Extra Tuition for children in Suffolk

Most parents want to avoid their children playing ‘catch up’ with their education and carefully address any issues that may be restricting their child from progressing to the next stage. A child may have a special educational need which, perhaps, has been undiagnosed or maybe a child would benefit from supplementary assistance in particular subjects to help keep them up to speed with their classmates. As a result many parents seek additional tuition to support their child’s school education. We’ve taken a closer look at what extra tuition is available here…


Grasping the fundamentals...

A solid primary education will lay firm foundations for children that will stand the test of time. Research shows us that a child, who has managed to grasp the basic fundamentals in primary education, will progress more quickly and is better equipped for the more complicated subject areas that will arise at secondary school and during further education. If there are any gaps in this primary education, he or she may be playing catch up through secondary school and beyond.


To keep their children apace with the work, and help them in areas of difficulty, many parents consider extra tuition. Of course, this comes at a price. It’s worth shopping around; some tutors may offer reduced rates - especially if a child needs help in more than one subject or if a sibling also needs tuition. Initially, tuition prices may appear on the steep side, but, on the whole, most parents really value the extra help and consider the money well worth spent as a wise long-term investment.


Additional tuition can make a huge difference to a child’s confidence and this is often matched with an eagerness to learn more. Plus, during the course of individual or concentrated learning, certain traits or sources of concern may be identified, such as dyslexia, which can be positively remedied using proven recognised techniques.

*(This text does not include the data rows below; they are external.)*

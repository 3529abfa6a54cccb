use crate::types::{Detection, RawRow};

/// Hooks called while decoding. All methods default to no-ops, so an
/// implementation only overrides what it cares about.
///
/// Observers are passed per call, the decoder itself keeps no state.
pub trait DecodeObserver {
    fn on_accepted(&mut self, _index: usize, _row: &RawRow, _detection: &Detection) {}

    fn on_below_threshold(&mut self, _index: usize, _confidence: f32, _threshold: f32) {}

    /// Row whose class id is outside `[0, num_classes)`.
    fn on_rejected(&mut self, _index: usize, _row: &RawRow, _num_classes: usize) {}

    /// Buffer length was not a multiple of the row width.
    fn on_truncated(&mut self, _trailing_elements: usize) {}
}

impl<O: DecodeObserver + ?Sized> DecodeObserver for &mut O {
    fn on_accepted(&mut self, index: usize, row: &RawRow, detection: &Detection) {
        (**self).on_accepted(index, row, detection);
    }

    fn on_below_threshold(&mut self, index: usize, confidence: f32, threshold: f32) {
        (**self).on_below_threshold(index, confidence, threshold);
    }

    fn on_rejected(&mut self, index: usize, row: &RawRow, num_classes: usize) {
        (**self).on_rejected(index, row, num_classes);
    }

    fn on_truncated(&mut self, trailing_elements: usize) {
        (**self).on_truncated(trailing_elements);
    }
}

#[derive(Debug, Default, Clone, Copy)]
pub struct NoopObserver;

impl DecodeObserver for NoopObserver {}

/// Emits a `tracing` event per accepted or rejected row.
///
/// Accepted rows log at debug, below-threshold rows at trace and
/// out-of-range class ids at warn.
#[derive(Debug, Default, Clone, Copy)]
pub struct TracingObserver;

impl DecodeObserver for TracingObserver {
    fn on_accepted(&mut self, index: usize, row: &RawRow, detection: &Detection) {
        tracing::debug!(
            row = index,
            class_id = detection.class_id,
            confidence = detection.confidence,
            box_confidence = row.box_confidence,
            class_confidence = row.class_confidence,
            x = row.x,
            y = row.y,
            w = row.w,
            h = row.h,
            "Accepted detection"
        );
    }

    fn on_below_threshold(&mut self, index: usize, confidence: f32, threshold: f32) {
        tracing::trace!(row = index, confidence, threshold, "Below threshold");
    }

    fn on_rejected(&mut self, index: usize, row: &RawRow, num_classes: usize) {
        tracing::warn!(
            row = index,
            class_id = row.class_id,
            num_classes,
            "Class id out of range, skipping row"
        );
    }

    fn on_truncated(&mut self, trailing_elements: usize) {
        tracing::debug!(trailing_elements, "Ignoring partial trailing row");
    }
}
//! Shared command context: configuration with CLI overrides and the catalog.

use std::fmt;
use std::sync::Arc;

use anyhow::{Context as _, Result};
use spry_core::{Catalog, Config, Pipeline, Reporter};
use spry_schema::Host;

use crate::Cli;

/// Resolved settings every command starts from.
pub struct Context {
    pub config: Config,
    pub catalog: Catalog,
    pub host: Host,
    pub dry_run: bool,
    pub quiet: bool,
}

impl fmt::Debug for Context {
    fn fmt(&self, f: &mut fmt::Formatter<'_>) -> fmt::Result {
        f.debug_struct("Context")
            .field("config", &self.config)
            .field("host", &self.host)
            .field("dry_run", &self.dry_run)
            .finish_non_exhaustive()
    }
}

impl Context {
    /// Config file and environment first, then command-line flags.
    pub fn load(cli: &Cli) -> Result<Self> {
        let mut config = Config::load()?;
        apply_flags(&mut config, cli);
        tracing::debug!(?config, "configuration resolved");

        let catalog = match &config.catalog {
            Some(path) => Catalog::load(path)
                .with_context(|| format!("Failed to load catalog {}", path.display()))?,
            None => Catalog::builtin().context("Built-in catalog is invalid")?,
        };

        Ok(Self {
            config,
            catalog,
            host: Host::detect(),
            dry_run: cli.dry_run,
            quiet: cli.quiet,
        })
    }

    pub fn pipeline(&self, reporter: Arc<dyn Reporter>) -> Result<Pipeline> {
        let pipeline = Pipeline::new(self.catalog.clone(), &self.config, reporter)?;
        Ok(pipeline.with_host(self.host.clone()))
    }
}

fn apply_flags(config: &mut Config, cli: &Cli) {
    if let Some(dir) = &cli.bin_dir {
        config.bin_dir.clone_from(dir);
    }
    if let Some(catalog) = &cli.catalog {
        config.catalog = Some(catalog.clone());
    }
    if let Some(jobs) = cli.jobs {
        config.jobs = jobs.max(1);
    }
}
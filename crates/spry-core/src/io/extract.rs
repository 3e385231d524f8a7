//! Archive extraction module
//!
//! One [`Unpacker`] per catalog format. Tarballs may be plain, gzip or zstd
//! compressed (sniffed from magic bytes). Debian packages are read as `ar`
//! containers and only their `data.tar*` payload is unpacked; nothing is
//! registered with a host package database.

use std::fs::{self, File};
use std::io::{self, BufRead, BufReader, Read};
use std::path::{Component, Path, PathBuf};

use spry_schema::ArtifactFormat;
use thiserror::Error;

/// Magic bytes for gzip streams.
const GZIP_MAGIC: [u8; 2] = [0x1F, 0x8B];

/// Magic bytes for ZSTD compression (Little Endian: 0xFD2FB528 -> 28 B5 2F FD)
const ZSTD_MAGIC: [u8; 4] = [0x28, 0xB5, 0x2F, 0xFD];

#[derive(Error, Debug)]
pub enum ExtractError {
    #[error("IO error: {0}")]
    Io(#[from] io::Error),

    #[error("Unsupported archive format: {0}")]
    UnsupportedFormat(String),

    #[error("Archive error: {0}")]
    Archive(String),
}

/// Information about an extracted file
#[derive(Debug, Clone)]
pub struct ExtractedFile {
    /// Path relative to extraction root
    pub relative_path: PathBuf,
    /// Absolute path on disk
    pub absolute_path: PathBuf,
    /// Whether this is an executable
    pub is_executable: bool,
}

/// Extraction strategy for one artifact format.
pub trait Unpacker: Send + Sync {
    fn format(&self) -> ArtifactFormat;

    /// Unpack `artifact` into `dest_dir`, returning every regular file written.
    fn unpack(&self, artifact: &Path, dest_dir: &Path) -> Result<Vec<ExtractedFile>, ExtractError>;
}

#[derive(Debug, Clone, Copy, Default)]
pub struct TarballUnpacker;

#[derive(Debug, Clone, Copy, Default)]
pub struct DebianUnpacker;

/// Select the unpacker for a catalog format.
pub fn unpacker_for(format: ArtifactFormat) -> &'static dyn Unpacker {
    match format {
        ArtifactFormat::Tarball => &TarballUnpacker,
        ArtifactFormat::DebianPackage => &DebianUnpacker,
    }
}

impl Unpacker for TarballUnpacker {
    fn format(&self) -> ArtifactFormat {
        ArtifactFormat::Tarball
    }

    fn unpack(&self, artifact: &Path, dest_dir: &Path) -> Result<Vec<ExtractedFile>, ExtractError> {
        let reader = BufReader::new(File::open(artifact)?);
        extract_compressed_tar(reader, dest_dir)
    }
}

impl Unpacker for DebianUnpacker {
    fn format(&self) -> ArtifactFormat {
        ArtifactFormat::DebianPackage
    }

    fn unpack(&self, artifact: &Path, dest_dir: &Path) -> Result<Vec<ExtractedFile>, ExtractError> {
        let file = File::open(artifact)?;
        let mut archive = ar::Archive::new(file);
        let mut saw_debian_binary = false;

        while let Some(entry) = archive.next_entry() {
            let entry = entry.map_err(|e| ExtractError::Archive(format!("bad ar member: {e}")))?;
            let name = member_name(entry.header().identifier());

            match name.as_str() {
                "debian-binary" => saw_debian_binary = true,
                "data.tar" => return extract_tar(entry, dest_dir),
                "data.tar.gz" => return extract_tar(flate2::read::GzDecoder::new(entry), dest_dir),
                "data.tar.zst" => {
                    return extract_tar(zstd::stream::read::Decoder::new(entry)?, dest_dir);
                }
                other if other.starts_with("data.tar.") => {
                    return Err(ExtractError::UnsupportedFormat(format!(
                        "debian payload compression '{other}'"
                    )));
                }
                _ => {}
            }
        }

        if saw_debian_binary {
            Err(ExtractError::Archive(
                "debian package has no data.tar member".to_string(),
            ))
        } else {
            Err(ExtractError::Archive(
                "not a debian package (no debian-binary member)".to_string(),
            ))
        }
    }
}

/// `ar` identifiers may carry GNU-style trailing slashes or padding.
fn member_name(identifier: &[u8]) -> String {
    String::from_utf8_lossy(identifier)
        .trim_end_matches([' ', '/'])
        .to_string()
}

/// Sniff the compression of a tar stream and extract it.
fn extract_compressed_tar<R: BufRead>(
    mut reader: R,
    dest_dir: &Path,
) -> Result<Vec<ExtractedFile>, ExtractError> {
    let head = reader.fill_buf()?;
    if head.starts_with(&GZIP_MAGIC) {
        extract_tar(flate2::bufread::GzDecoder::new(reader), dest_dir)
    } else if head.starts_with(&ZSTD_MAGIC) {
        extract_tar(zstd::stream::read::Decoder::with_buffer(reader)?, dest_dir)
    } else {
        extract_tar(reader, dest_dir)
    }
}

/// Extract a tar archive from a reader
///
/// Entries go through [`tar::Entry::unpack_in`], which refuses to write
/// through a symlink that points outside `dest_dir`.
fn extract_tar<R: Read>(reader: R, dest_dir: &Path) -> Result<Vec<ExtractedFile>, ExtractError> {
    fs::create_dir_all(dest_dir)?;

    let mut archive = tar::Archive::new(reader);
    let mut extracted_files = Vec::new();

    for entry in archive.entries()? {
        let mut entry = entry?;
        let relative_path = entry.path()?.into_owned();

        // Reject absolute paths and `..` before anything touches the disk.
        if !is_contained(&relative_path) {
            return Err(ExtractError::Archive(format!(
                "Invalid path in archive: {}",
                relative_path.display()
            )));
        }

        let entry_type = entry.header().entry_type();
        if entry_type.is_hard_link() {
            let target = entry.link_name()?.map(|l| l.into_owned()).unwrap_or_default();
            if target.as_os_str().is_empty() || !is_contained(&target) {
                return Err(ExtractError::Archive(format!(
                    "Invalid link in archive: {} -> {}",
                    relative_path.display(),
                    target.display()
                )));
            }
        }

        if !entry.unpack_in(dest_dir)? {
            return Err(ExtractError::Archive(format!(
                "Refused to unpack {}",
                relative_path.display()
            )));
        }

        if !entry_type.is_file() {
            continue;
        }

        // Check if executable (Unix mode has execute bit)
        let is_executable = entry
            .header()
            .mode()
            .map(|m| m & 0o111 != 0)
            .unwrap_or(false);

        extracted_files.push(ExtractedFile {
            absolute_path: dest_dir.join(&relative_path),
            relative_path,
            is_executable,
        });
    }

    Ok(extracted_files)
}

fn is_contained(path: &Path) -> bool {
    path.components()
        .all(|c| matches!(c, Component::Normal(_) | Component::CurDir))
}

/// Strip a leading `./`, which `dpkg-deb` writes before every payload path.
pub fn normalize(path: &Path) -> PathBuf {
    path.components()
        .filter(|c| !matches!(c, Component::CurDir))
        .collect()
}

#[cfg(test)]
pub(crate) mod fixtures {
    //! In-memory archive builders shared by unit tests.

    use std::io::Write;

    use flate2::Compression;
    use flate2::write::GzEncoder;

    /// Build a tar stream from `(path, contents, mode)` triples.
    pub(crate) fn tar(files: &[(&str, &[u8], u32)]) -> Vec<u8> {
        let mut builder = tar::Builder::new(Vec::new());
        for (path, data, mode) in files {
            let mut header = tar::Header::new_gnu();
            header.set_size(data.len() as u64);
            header.set_mode(*mode);
            header.set_cksum();
            builder.append_data(&mut header, path, *data).unwrap();
        }
        builder.into_inner().unwrap()
    }

    /// Build a raw tar stream from `(kind, path, extra)` triples, where
    /// `extra` is the link target for links and the contents otherwise.
    /// Headers are written by hand so link names are stored verbatim.
    pub(crate) fn link_tar(entries: &[(tar::EntryType, &str, &str)]) -> Vec<u8> {
        let mut raw = Vec::new();
        for (kind, path, extra) in entries {
            let mut header = tar::Header::new_old();
            header.as_old_mut().name[..path.len()].copy_from_slice(path.as_bytes());
            header.set_entry_type(*kind);
            header.set_mode(0o755);
            let body: &[u8] = if kind.is_file() {
                extra.as_bytes()
            } else {
                header.as_old_mut().linkname[..extra.len()].copy_from_slice(extra.as_bytes());
                b""
            };
            header.set_size(body.len() as u64);
            header.set_cksum();
            raw.extend_from_slice(header.as_bytes());
            raw.extend_from_slice(body);
            raw.resize(raw.len().next_multiple_of(512), 0);
        }
        raw.extend_from_slice(&[0; 1024]);
        raw
    }

    pub(crate) fn gzip(data: &[u8]) -> Vec<u8> {
        let mut encoder = GzEncoder::new(Vec::new(), Compression::default());
        encoder.write_all(data).unwrap();
        encoder.finish().unwrap()
    }

    /// Build a `.deb` whose payload member is `data_name`.
    pub(crate) fn deb(data_name: &str, data: &[u8]) -> Vec<u8> {
        let control = gzip(&tar(&[("./control", b"Package: spry\n", 0o644)]));
        let mut builder = ar::Builder::new(Vec::new());
        for (name, body) in [
            ("debian-binary", b"2.0\n".as_slice()),
            ("control.tar.gz", control.as_slice()),
            (data_name, data),
        ] {
            let header = ar::Header::new(name.as_bytes().to_vec(), body.len() as u64);
            builder.append(&header, body).unwrap();
        }
        builder.into_inner().unwrap()
    }
}

#[cfg(test)]
mod tests {
    use super::fixtures::*;
    use super::*;

    fn write(dir: &Path, name: &str, data: &[u8]) -> PathBuf {
        let path = dir.join(name);
        fs::write(&path, data).unwrap();
        path
    }

    #[test]
    fn gzip_tarball_is_extracted() {
        let work = tempfile::tempdir().unwrap();
        let archive = write(
            work.path(),
            "tool.tar.gz",
            &gzip(&tar(&[("spry-sqlpage-macos", b"#!/bin/sh\n", 0o755)])),
        );
        let dest = work.path().join("out");

        let files = TarballUnpacker.unpack(&archive, &dest).unwrap();
        assert_eq!(files.len(), 1);
        assert!(files[0].is_executable);
        assert_eq!(fs::read(dest.join("spry-sqlpage-macos")).unwrap(), b"#!/bin/sh\n");
    }

    #[test]
    fn plain_and_zstd_tarballs_are_sniffed() {
        let work = tempfile::tempdir().unwrap();
        let raw = tar(&[("bin/tool", b"x", 0o644)]);

        let plain = write(work.path(), "plain.tar", &raw);
        TarballUnpacker.unpack(&plain, &work.path().join("a")).unwrap();
        assert!(work.path().join("a/bin/tool").is_file());

        let zst = write(work.path(), "z.tar.zst", &zstd::encode_all(raw.as_slice(), 0).unwrap());
        TarballUnpacker.unpack(&zst, &work.path().join("b")).unwrap();
        assert!(work.path().join("b/bin/tool").is_file());
    }

    #[test]
    fn traversal_entries_are_rejected() {
        let work = tempfile::tempdir().unwrap();
        // tar::Builder refuses `..`, so forge the name field directly.
        let mut header = tar::Header::new_old();
        header.as_old_mut().name[..9].copy_from_slice(b"../escape");
        header.set_size(1);
        header.set_mode(0o644);
        header.set_cksum();
        let mut raw = Vec::new();
        raw.extend_from_slice(header.as_bytes());
        raw.extend_from_slice(&[b'x'; 512]);
        raw.extend_from_slice(&[0; 1024]);

        let archive = write(work.path(), "evil.tar", &raw);
        let err = TarballUnpacker
            .unpack(&archive, &work.path().join("out"))
            .unwrap_err();
        assert!(matches!(err, ExtractError::Archive(msg) if msg.contains("Invalid path")));
        assert!(!work.path().join("escape").exists());
    }

    #[cfg(unix)]
    #[test]
    fn writes_through_escaping_symlink_are_refused() {
        let work = tempfile::tempdir().unwrap();
        let outside = work.path().join("outside");
        fs::create_dir_all(&outside).unwrap();
        let raw = link_tar(&[
            (tar::EntryType::Symlink, "usr", outside.to_str().unwrap()),
            (tar::EntryType::Regular, "usr/bin/tool", "#!/bin/sh\n"),
        ]);
        let archive = write(work.path(), "evil.tar", &raw);

        assert!(TarballUnpacker
            .unpack(&archive, &work.path().join("out"))
            .is_err());
        assert!(!outside.join("bin").exists());
    }

    #[test]
    fn escaping_hard_links_are_rejected() {
        let work = tempfile::tempdir().unwrap();
        fs::write(work.path().join("secret"), b"secret").unwrap();
        let raw = link_tar(&[(tar::EntryType::Link, "tool", "../secret")]);
        let archive = write(work.path(), "evil.tar", &raw);

        let err = TarballUnpacker
            .unpack(&archive, &work.path().join("out"))
            .unwrap_err();
        assert!(matches!(err, ExtractError::Archive(msg) if msg.contains("Invalid link")));
        assert!(!work.path().join("out/tool").exists());
    }

    #[test]
    fn contained_links_are_unpacked() {
        let work = tempfile::tempdir().unwrap();
        let raw = link_tar(&[
            (tar::EntryType::Regular, "tool", "x"),
            (tar::EntryType::Link, "alias", "tool"),
        ]);
        let archive = write(work.path(), "ok.tar", &raw);
        let dest = work.path().join("out");

        let files = TarballUnpacker.unpack(&archive, &dest).unwrap();
        assert_eq!(files.len(), 1);
        assert_eq!(fs::read(dest.join("alias")).unwrap(), b"x");
    }

    #[test]
    fn deb_payload_variants() {
        let payload = tar(&[("./usr/bin/spry-runbook", b"bin", 0o755)]);
        for (member, data) in [
            ("data.tar", payload.clone()),
            ("data.tar.gz", gzip(&payload)),
            ("data.tar.zst", zstd::encode_all(payload.as_slice(), 0).unwrap()),
        ] {
            let work = tempfile::tempdir().unwrap();
            let deb_path = write(work.path(), "pkg.deb", &deb(member, &data));
            let dest = work.path().join("out");

            let files = DebianUnpacker.unpack(&deb_path, &dest).unwrap();
            assert_eq!(files.len(), 1, "{member}");
            assert_eq!(normalize(&files[0].relative_path), Path::new("usr/bin/spry-runbook"));
            assert!(dest.join("usr/bin/spry-runbook").is_file(), "{member}");
        }
    }

    #[test]
    fn deb_with_xz_payload_is_unsupported() {
        let work = tempfile::tempdir().unwrap();
        let deb_path = write(work.path(), "pkg.deb", &deb("data.tar.xz", b"\xfd7zXZ"));
        assert!(matches!(
            DebianUnpacker.unpack(&deb_path, &work.path().join("out")),
            Err(ExtractError::UnsupportedFormat(_))
        ));
    }

    #[test]
    fn tarball_is_not_a_deb() {
        let work = tempfile::tempdir().unwrap();
        let path = write(work.path(), "x.deb", &gzip(&tar(&[("a", b"a", 0o644)])));
        assert!(DebianUnpacker.unpack(&path, &work.path().join("out")).is_err());
    }

    #[test]
    fn member_names_are_trimmed() {
        assert_eq!(member_name(b"data.tar.gz/"), "data.tar.gz");
        assert_eq!(member_name(b"debian-binary   "), "debian-binary");
    }

    #[test]
    fn dispatch_by_format() {
        assert_eq!(
            unpacker_for(ArtifactFormat::DebianPackage).format(),
            ArtifactFormat::DebianPackage
        );
        assert_eq!(unpacker_for(ArtifactFormat::Tarball).format(), ArtifactFormat::Tarball);
    }
}
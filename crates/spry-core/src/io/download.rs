//! Artifact download with streaming checksum verification.
//!
//! Every fetch lands in its own scratch directory owned by the returned
//! [`VerifiedArtifact`]; dropping it (or failing) removes the file. A file
//! that fails verification is deleted before the error is returned.

use std::io::Read;
use std::path::{Path, PathBuf};
use std::time::Duration;

use futures::StreamExt;
use rand::Rng;
use reqwest::Client;
use semver::Version;
use sha2::{Digest, Sha256, Sha512};
use spry_schema::{ArtifactEntry, Checksum, HashAlgorithm, PackageName};
use tempfile::TempDir;
use thiserror::Error;
use tokio::fs::File;
use tokio::io::AsyncWriteExt;

use crate::Reporter;
use crate::config::Config;
use crate::error::{InstallError, Stage};

/// Base delay between retries; doubles per attempt.
const BASE_RETRY_DELAY: Duration = Duration::from_millis(500);

#[derive(Error, Debug)]
pub enum DownloadError {
    #[error("HTTP error: {0}")]
    Http(#[from] reqwest::Error),

    #[error("IO error: {0}")]
    Io(#[from] std::io::Error),

    #[error("Hash mismatch: expected {expected}, got {actual}")]
    HashMismatch { expected: String, actual: String },
}

impl DownloadError {
    /// Transport failures worth another attempt. Client errors other than
    /// timeouts and rate limiting will not change on retry.
    fn is_retryable(&self) -> bool {
        match self {
            Self::Http(e) => match e.status() {
                Some(status) if status.is_client_error() => {
                    status == reqwest::StatusCode::REQUEST_TIMEOUT
                        || status == reqwest::StatusCode::TOO_MANY_REQUESTS
                }
                _ => true,
            },
            Self::Io(_) | Self::HashMismatch { .. } => false,
        }
    }
}

/// Incremental digest for whichever algorithm a checksum implies.
pub enum StreamHasher {
    Sha256(Sha256),
    Sha512(Sha512),
}

impl StreamHasher {
    pub fn new(algorithm: HashAlgorithm) -> Self {
        match algorithm {
            HashAlgorithm::Sha256 => Self::Sha256(Sha256::new()),
            HashAlgorithm::Sha512 => Self::Sha512(Sha512::new()),
        }
    }

    pub fn update(&mut self, data: &[u8]) {
        match self {
            Self::Sha256(h) => h.update(data),
            Self::Sha512(h) => h.update(data),
        }
    }

    pub fn finalize_hex(self) -> String {
        match self {
            Self::Sha256(h) => hex::encode(h.finalize()),
            Self::Sha512(h) => hex::encode(h.finalize()),
        }
    }
}

/// Compute the hex digest of a local file (streaming).
pub fn hash_file(path: &Path, algorithm: HashAlgorithm) -> std::io::Result<String> {
    let mut file = std::fs::File::open(path)?;
    let mut hasher = StreamHasher::new(algorithm);
    let mut buffer = [0u8; 65536]; // 64KB buffer

    loop {
        let bytes_read = file.read(&mut buffer)?;
        if bytes_read == 0 {
            break;
        }
        hasher.update(&buffer[..bytes_read]);
    }

    Ok(hasher.finalize_hex())
}

/// A downloaded file whose digest matched the catalog.
///
/// Owns its scratch directory: the file disappears when this value drops.
#[derive(Debug)]
pub struct VerifiedArtifact {
    _dir: TempDir,
    path: PathBuf,
    url: String,
    digest: String,
    size: u64,
}

impl VerifiedArtifact {
    pub fn path(&self) -> &Path {
        &self.path
    }

    /// URL the bytes actually came from (mirror or canonical).
    pub fn url(&self) -> &str {
        &self.url
    }

    pub fn digest(&self) -> &str {
        &self.digest
    }

    pub fn size(&self) -> u64 {
        self.size
    }
}

/// Request for a download operation
pub struct DownloadRequest<'a> {
    pub pkg_name: &'a PackageName,
    pub version: &'a Version,
    pub entry: &'a ArtifactEntry,
    pub reporter: &'a dyn Reporter,
}

/// Downloads catalog artifacts with bounded retries and optional mirror.
#[derive(Debug, Clone)]
pub struct Fetcher {
    client: Client,
    max_attempts: u32,
    mirror_url: Option<String>,
    retry_base: Duration,
    scratch_dir: Option<PathBuf>,
}

impl Fetcher {
    pub fn new(client: Client, max_attempts: u32) -> Self {
        Self {
            client,
            max_attempts: max_attempts.max(1),
            mirror_url: None,
            retry_base: BASE_RETRY_DELAY,
            scratch_dir: None,
        }
    }

    /// Build the HTTP client and retry policy from configuration.
    pub fn from_config(config: &Config) -> Result<Self, InstallError> {
        let client = Client::builder()
            .user_agent(crate::USER_AGENT)
            .timeout(config.timeout())
            .build()
            .map_err(|e| InstallError::Config(format!("HTTP client: {e}")))?;

        let mut fetcher = Self::new(client, config.max_attempts);
        fetcher.mirror_url.clone_from(&config.mirror_url);
        Ok(fetcher)
    }

    pub fn with_mirror(mut self, mirror_url: impl Into<String>) -> Self {
        self.mirror_url = Some(mirror_url.into());
        self
    }

    pub fn with_retry_base(mut self, base: Duration) -> Self {
        self.retry_base = base;
        self
    }

    /// Create per-fetch scratch directories under `dir` instead of the
    /// system temp directory.
    pub fn with_scratch_dir(mut self, dir: impl Into<PathBuf>) -> Self {
        self.scratch_dir = Some(dir.into());
        self
    }

    /// Download the entry's artifact and verify it against the catalog digest.
    ///
    /// With a mirror configured, the mirror is tried first; a transport
    /// failure or digest mismatch there triggers exactly one fetch from the
    /// canonical URL.
    pub async fn fetch_and_verify(
        &self,
        req: &DownloadRequest<'_>,
    ) -> Result<VerifiedArtifact, InstallError> {
        if let Some(mirror) = &self.mirror_url {
            let url = mirror_artifact_url(mirror, req.entry.file_name());
            match self.fetch_url(&url, req).await {
                Ok(artifact) => return Ok(artifact),
                Err(e @ (InstallError::ChecksumMismatch { .. } | InstallError::DownloadFailed { .. })) => {
                    tracing::warn!(%url, error = %e, "mirror fetch failed, using canonical url");
                    req.reporter
                        .warning(&format!("{}: mirror failed ({e}), trying {}", req.pkg_name, req.entry.url));
                }
                Err(e) => return Err(e),
            }
        }

        self.fetch_url(&req.entry.url, req).await
    }

    async fn fetch_url(
        &self,
        url: &str,
        req: &DownloadRequest<'_>,
    ) -> Result<VerifiedArtifact, InstallError> {
        let dir = match &self.scratch_dir {
            Some(base) => {
                tokio::fs::create_dir_all(base)
                    .await
                    .map_err(InstallError::io(Stage::Fetch))?;
                tempfile::Builder::new()
                    .prefix("spry-fetch-")
                    .tempdir_in(base)
                    .map_err(InstallError::io(Stage::Fetch))?
            }
            None => tempfile::Builder::new()
                .prefix("spry-fetch-")
                .tempdir()
                .map_err(InstallError::io(Stage::Fetch))?,
        };
        let file_name = match req.entry.file_name() {
            "" => "artifact",
            name => name,
        };
        let dest = dir.path().join(file_name);

        let mut last_error = String::new();
        let mut attempts = 0;

        for attempt in 0..self.max_attempts {
            if attempt > 0 {
                let delay = retry_delay(self.retry_base, attempt);
                tracing::info!(
                    %url,
                    attempt = attempt + 1,
                    max = self.max_attempts,
                    delay_ms = delay.as_millis() as u64,
                    "retrying download"
                );
                tokio::time::sleep(delay).await;
            }
            attempts = attempt + 1;

            match download_and_verify(&self.client, url, &dest, &req.entry.checksum, req).await {
                Ok((digest, size)) => {
                    tracing::debug!(%url, %digest, size, "artifact verified");
                    return Ok(VerifiedArtifact {
                        _dir: dir,
                        path: dest,
                        url: url.to_string(),
                        digest,
                        size,
                    });
                }
                Err(DownloadError::HashMismatch { expected, actual }) => {
                    return Err(InstallError::ChecksumMismatch {
                        url: url.to_string(),
                        expected,
                        actual,
                    });
                }
                Err(e) => {
                    let _ = tokio::fs::remove_file(&dest).await;
                    let retryable = e.is_retryable();
                    tracing::warn!(%url, attempt = attempts, error = %e, retryable, "download attempt failed");
                    last_error = e.to_string();
                    if let DownloadError::Io(io) = e {
                        return Err(InstallError::io(Stage::Fetch)(io));
                    }
                    if !retryable {
                        break;
                    }
                }
            }
        }

        Err(InstallError::DownloadFailed {
            url: url.to_string(),
            attempts,
            reason: last_error,
        })
    }
}

/// Stream `url` into `dest`, hashing as bytes arrive.
///
/// On digest mismatch the file is removed before returning.
pub async fn download_and_verify(
    client: &Client,
    url: &str,
    dest: &Path,
    expected: &Checksum,
    req: &DownloadRequest<'_>,
) -> Result<(String, u64), DownloadError> {
    let response = client.get(url).send().await?.error_for_status()?;
    let total_size = response.content_length();

    req.reporter
        .downloading(req.pkg_name, req.version, 0, total_size);

    let mut file = File::create(dest).await?;
    let mut stream = response.bytes_stream();
    let mut hasher = StreamHasher::new(expected.algorithm());
    let mut downloaded: u64 = 0;

    while let Some(chunk) = stream.next().await {
        let chunk = chunk?;
        file.write_all(&chunk).await?;
        hasher.update(&chunk);
        downloaded += chunk.len() as u64;
        req.reporter
            .downloading(req.pkg_name, req.version, downloaded, total_size);
    }

    file.flush().await?;
    drop(file);
    let actual_hash = hasher.finalize_hex();

    if !expected.matches(&actual_hash) {
        tokio::fs::remove_file(dest).await.ok();
        return Err(DownloadError::HashMismatch {
            expected: expected.to_string(),
            actual: actual_hash,
        });
    }

    Ok((actual_hash, downloaded))
}

fn mirror_artifact_url(mirror: &str, file_name: &str) -> String {
    format!("{}/{file_name}", mirror.trim_end_matches('/'))
}

/// Exponential backoff with +/- 25% jitter.
fn retry_delay(base: Duration, attempt: u32) -> Duration {
    let base_ms = base.as_millis() as u64 * 2u64.pow(attempt.saturating_sub(1));
    let jitter_range = base_ms / 4;
    let jitter = rand::rng().random_range(0..=jitter_range * 2);
    Duration::from_millis(base_ms - jitter_range + jitter)
}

If you have decided to invest in additional education for your child, what options are open to you? The choice of different tutoring styles is pretty varied, and much of the success depends on how the individual child adapts to a particular programme.


Private Tuition

The first option available is to employ a tutor who educates on a one-to-one basis or who teaches in very small groups – usually no bigger than six. Sessions last between 30 minutes to one and a half hours, depending on the age of the child. The tutor, who is often usually a fully qualified primary school teacher, can steer the pupil in the right direction, working on strengths and addressing weaknesses. Often, after sessions, children are given ‘homework’ to complete independently at home. By employing a private tutor, parents avoid those occasionally fraught moments teaching their children themselves. As time moves on, with improved knowledge and skills, children will need less help with their school homework, too. To find a good tutor, you could ask your child’s teacher or quiz other parents for recommendations.  


Tutorial Guidance

Another approach to providing extra tuition involves teamwork - part tutorial advice, part parental support and guidance. Rather than age, children are assessed on ability, and follow a specially designed individual programme drawn up by a tutor, to actively encourage the child to grasp skills to learn for themselves.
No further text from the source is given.